- _Your task_
Search the entries for the word "BitDepth" and report each line that has it.

- _Exercise input_
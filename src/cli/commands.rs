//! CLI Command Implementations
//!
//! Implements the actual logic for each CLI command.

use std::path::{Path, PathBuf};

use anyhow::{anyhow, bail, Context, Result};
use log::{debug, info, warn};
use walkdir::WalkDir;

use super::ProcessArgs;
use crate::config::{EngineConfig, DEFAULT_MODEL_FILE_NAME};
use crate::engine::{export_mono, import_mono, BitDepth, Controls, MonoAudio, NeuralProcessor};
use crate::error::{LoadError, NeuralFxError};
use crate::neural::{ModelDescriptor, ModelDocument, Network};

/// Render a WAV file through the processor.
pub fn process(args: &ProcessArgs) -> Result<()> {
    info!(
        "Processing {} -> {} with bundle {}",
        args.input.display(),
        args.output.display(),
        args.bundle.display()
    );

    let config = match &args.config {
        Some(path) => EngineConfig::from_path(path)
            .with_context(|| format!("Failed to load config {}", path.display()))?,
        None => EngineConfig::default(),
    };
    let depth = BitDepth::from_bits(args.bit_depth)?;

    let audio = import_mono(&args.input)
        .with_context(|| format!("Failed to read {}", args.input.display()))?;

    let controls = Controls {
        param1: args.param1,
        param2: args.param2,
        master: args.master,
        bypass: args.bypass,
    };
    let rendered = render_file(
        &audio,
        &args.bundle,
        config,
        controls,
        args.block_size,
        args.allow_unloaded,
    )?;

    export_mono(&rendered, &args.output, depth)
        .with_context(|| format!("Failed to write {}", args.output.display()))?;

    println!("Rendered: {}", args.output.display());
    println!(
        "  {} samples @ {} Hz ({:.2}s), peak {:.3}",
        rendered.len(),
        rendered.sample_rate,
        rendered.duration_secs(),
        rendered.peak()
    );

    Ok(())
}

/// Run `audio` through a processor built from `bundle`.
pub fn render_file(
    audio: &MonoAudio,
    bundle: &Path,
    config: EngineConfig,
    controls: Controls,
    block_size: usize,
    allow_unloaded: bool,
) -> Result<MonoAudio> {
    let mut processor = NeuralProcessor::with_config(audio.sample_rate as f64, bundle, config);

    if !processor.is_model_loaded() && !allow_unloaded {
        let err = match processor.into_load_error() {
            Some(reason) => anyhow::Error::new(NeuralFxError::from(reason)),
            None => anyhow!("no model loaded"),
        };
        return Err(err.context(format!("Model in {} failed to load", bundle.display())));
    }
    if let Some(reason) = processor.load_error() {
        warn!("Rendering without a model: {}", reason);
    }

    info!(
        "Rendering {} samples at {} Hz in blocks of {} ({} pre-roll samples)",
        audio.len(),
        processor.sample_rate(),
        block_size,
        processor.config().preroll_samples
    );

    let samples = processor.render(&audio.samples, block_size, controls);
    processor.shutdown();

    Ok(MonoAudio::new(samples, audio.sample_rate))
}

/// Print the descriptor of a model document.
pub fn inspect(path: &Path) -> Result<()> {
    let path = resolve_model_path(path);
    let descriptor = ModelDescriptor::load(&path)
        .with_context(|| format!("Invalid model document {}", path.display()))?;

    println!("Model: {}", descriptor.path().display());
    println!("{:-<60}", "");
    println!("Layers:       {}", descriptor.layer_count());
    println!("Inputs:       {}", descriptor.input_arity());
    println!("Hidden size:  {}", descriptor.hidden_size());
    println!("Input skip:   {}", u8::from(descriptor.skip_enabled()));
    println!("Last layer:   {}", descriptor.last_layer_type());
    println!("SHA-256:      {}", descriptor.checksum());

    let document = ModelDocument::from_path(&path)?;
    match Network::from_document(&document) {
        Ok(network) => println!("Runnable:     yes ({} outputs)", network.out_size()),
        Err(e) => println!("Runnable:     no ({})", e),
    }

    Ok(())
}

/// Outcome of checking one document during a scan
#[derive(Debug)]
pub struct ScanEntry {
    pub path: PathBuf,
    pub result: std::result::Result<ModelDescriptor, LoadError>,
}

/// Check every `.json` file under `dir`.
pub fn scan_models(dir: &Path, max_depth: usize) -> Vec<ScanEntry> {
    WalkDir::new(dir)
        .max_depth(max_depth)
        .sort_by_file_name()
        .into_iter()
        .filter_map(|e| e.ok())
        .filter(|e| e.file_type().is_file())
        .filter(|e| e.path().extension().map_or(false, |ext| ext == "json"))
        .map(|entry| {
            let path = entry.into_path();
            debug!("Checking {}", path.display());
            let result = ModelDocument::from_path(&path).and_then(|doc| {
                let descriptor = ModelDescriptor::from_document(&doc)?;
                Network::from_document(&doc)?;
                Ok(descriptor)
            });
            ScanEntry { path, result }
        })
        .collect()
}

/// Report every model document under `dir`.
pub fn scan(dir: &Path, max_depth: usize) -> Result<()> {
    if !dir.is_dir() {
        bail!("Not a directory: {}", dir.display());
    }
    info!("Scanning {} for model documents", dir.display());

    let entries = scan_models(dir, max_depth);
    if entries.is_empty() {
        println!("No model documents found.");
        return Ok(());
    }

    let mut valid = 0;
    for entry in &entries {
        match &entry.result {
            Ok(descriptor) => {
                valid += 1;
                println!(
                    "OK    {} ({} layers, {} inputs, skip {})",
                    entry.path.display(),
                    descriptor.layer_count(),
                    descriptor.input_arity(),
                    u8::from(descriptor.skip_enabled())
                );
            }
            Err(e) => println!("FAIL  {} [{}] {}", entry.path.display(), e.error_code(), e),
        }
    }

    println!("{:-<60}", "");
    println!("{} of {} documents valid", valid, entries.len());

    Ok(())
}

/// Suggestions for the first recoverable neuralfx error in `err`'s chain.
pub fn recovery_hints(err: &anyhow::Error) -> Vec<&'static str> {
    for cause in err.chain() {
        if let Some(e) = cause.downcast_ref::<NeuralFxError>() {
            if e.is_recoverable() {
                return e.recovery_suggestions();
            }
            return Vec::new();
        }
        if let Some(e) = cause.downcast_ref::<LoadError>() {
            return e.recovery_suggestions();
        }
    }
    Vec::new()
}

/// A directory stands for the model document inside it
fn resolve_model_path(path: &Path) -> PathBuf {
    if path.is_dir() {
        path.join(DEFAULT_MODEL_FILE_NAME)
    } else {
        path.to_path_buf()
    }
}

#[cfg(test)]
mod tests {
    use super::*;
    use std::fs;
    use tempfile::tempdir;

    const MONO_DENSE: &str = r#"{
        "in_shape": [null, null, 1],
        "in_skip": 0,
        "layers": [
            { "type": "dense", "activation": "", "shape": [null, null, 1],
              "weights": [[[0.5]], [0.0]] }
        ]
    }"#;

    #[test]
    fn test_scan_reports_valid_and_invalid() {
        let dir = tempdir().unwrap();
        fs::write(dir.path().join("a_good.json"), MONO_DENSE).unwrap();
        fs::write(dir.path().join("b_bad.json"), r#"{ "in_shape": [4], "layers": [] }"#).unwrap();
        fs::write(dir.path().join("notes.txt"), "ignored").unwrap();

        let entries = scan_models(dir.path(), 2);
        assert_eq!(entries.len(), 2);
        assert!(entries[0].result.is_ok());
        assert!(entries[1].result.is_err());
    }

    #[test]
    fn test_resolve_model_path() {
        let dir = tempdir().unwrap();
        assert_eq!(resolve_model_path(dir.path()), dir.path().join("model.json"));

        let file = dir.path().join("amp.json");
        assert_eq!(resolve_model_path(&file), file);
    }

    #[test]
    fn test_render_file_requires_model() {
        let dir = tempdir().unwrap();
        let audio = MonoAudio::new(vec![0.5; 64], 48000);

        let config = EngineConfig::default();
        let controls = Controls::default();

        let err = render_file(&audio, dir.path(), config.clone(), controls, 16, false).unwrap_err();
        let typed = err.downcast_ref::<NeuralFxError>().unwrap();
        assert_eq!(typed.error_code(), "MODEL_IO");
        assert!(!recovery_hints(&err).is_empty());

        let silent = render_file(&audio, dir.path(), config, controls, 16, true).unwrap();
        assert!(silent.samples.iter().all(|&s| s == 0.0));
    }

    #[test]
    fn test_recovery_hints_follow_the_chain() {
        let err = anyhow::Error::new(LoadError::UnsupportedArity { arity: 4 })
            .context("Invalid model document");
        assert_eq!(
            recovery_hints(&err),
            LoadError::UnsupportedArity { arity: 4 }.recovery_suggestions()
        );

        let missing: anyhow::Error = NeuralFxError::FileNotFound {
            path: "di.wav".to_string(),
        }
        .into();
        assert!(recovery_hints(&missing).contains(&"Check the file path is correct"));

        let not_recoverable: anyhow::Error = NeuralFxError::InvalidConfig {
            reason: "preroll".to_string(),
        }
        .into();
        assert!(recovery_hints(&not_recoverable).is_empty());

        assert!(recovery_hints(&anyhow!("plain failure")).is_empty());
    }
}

- _Solution for this task_
use crate::engine::{export_mono, import_mono, BitDepth, Controls, MonoAudio, NeuralProcessor};
    let depth = BitDepth::from_bits(args.bit_depth)?;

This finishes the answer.